Oct 17, 2021 08:54 UTC
  • US engineer, his wife, who tried to sell nuclear submarine secrets, could face life in prison

Charged with attempts to sell secret data related to American nuclear submarines to an unnamed foreign entity, a US engineer and his wife could face life in prison.

The hearing for Jonathan Toebbe, 42, and wife Diane, 45,  is set to take place next week, USA Today reported.

"By all accounts, the (shared) information was critical," said Philip Mudd, a former CIA official who also served as Deputy Director of the FBI's National Security Branch. "Unless there was an opportunity to see the information downloading to a thumb drive or something, I'm not sure you get such a jump (on the investigation)."

The two were actually in touch with an FBI undercover agent after the country they were trying to sell the data to notified the Federal Bureau of Investigation.

The FBI and the Naval Criminal Investigative Service (NCIS) arrested the Toebbes in Jefferson County, West Virginia, last week.

Had that country not turned the information over, the solicitation could have avoided US detection, suggested David Weinstein, a former federal prosecutor in Florida.

"I don't know, maybe 50-50 they find out eventually," Weinstein said. "This was more an example of fiction becoming reality."

US Navy documents, an SD disc and a letter were initially sent to an unspecified foreign country in December 2020, which ended up in the hands of the FBI attaché in that country.

"Please forward this letter to your military intelligence agency.
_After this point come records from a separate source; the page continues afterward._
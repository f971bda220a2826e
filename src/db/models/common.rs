//! Common types and utilities shared across models.

use chrono::{DateTime, SecondsFormat, Utc};

/// Format a timestamp the way it is stored.
///
/// Fixed microsecond precision and a `Z` suffix keep lexical order equal to
/// chronological order, which the date-range filters rely on.
pub fn format_timestamp(ts: DateTime<Utc>) -> String {
    ts.to_rfc3339_opts(SecondsFormat::Micros, true)
}

/// Current time in storage format
pub fn now_timestamp() -> String {
    format_timestamp(Utc::now())
}

/// Parse a stored or client-supplied RFC 3339 timestamp into UTC
pub fn parse_timestamp(value: &str) -> Result<DateTime<Utc>, chrono::ParseError> {
    DateTime::parse_from_rfc3339(value).map(|ts| ts.with_timezone(&Utc))
}

#[cfg(test)]
mod tests {
    use super::*;
    use chrono::TimeZone;

    #[test]
    fn test_format_is_fixed_width() {
        let a = Utc.with_ymd_and_hms(2024, 1, 2, 3, 4, 5).unwrap();
        let b = a + chrono::Duration::microseconds(1);
        assert_eq!(format_timestamp(a), "2024-01-02T03:04:05.000000Z");
        assert_eq!(format_timestamp(b), "2024-01-02T03:04:05.000001Z");
        assert!(format_timestamp(a) < format_timestamp(b));
    }

    #[test]
    fn test_parse_normalizes_offset() {
        let parsed = parse_timestamp("2024-01-02T06:04:05+03:00").unwrap();
        assert_eq!(format_timestamp(parsed), "2024-01-02T03:04:05.000000Z");
        assert!(parse_timestamp("yesterday").is_err());
    }
}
I believe this information will be of great value to your nation," the letter in the package allegedly said. "This is not a hoax."

He initially received $10,000 in cryptocurrency to drop some sensitive documents somewhere in West Virginia.

"Records show that JONATHAN TOEBBE is a government employee working as a nuclear engineer for the United States Navy and holds an active Top Secret Security Clearance through the United States Department of Defense and an active Q clearance from the United States Department of Energy," according to court documents.

He received $100,000 in total to sell restricted data related to American nuclear submarines in three drop-off, which could have potentially undermine the US national security.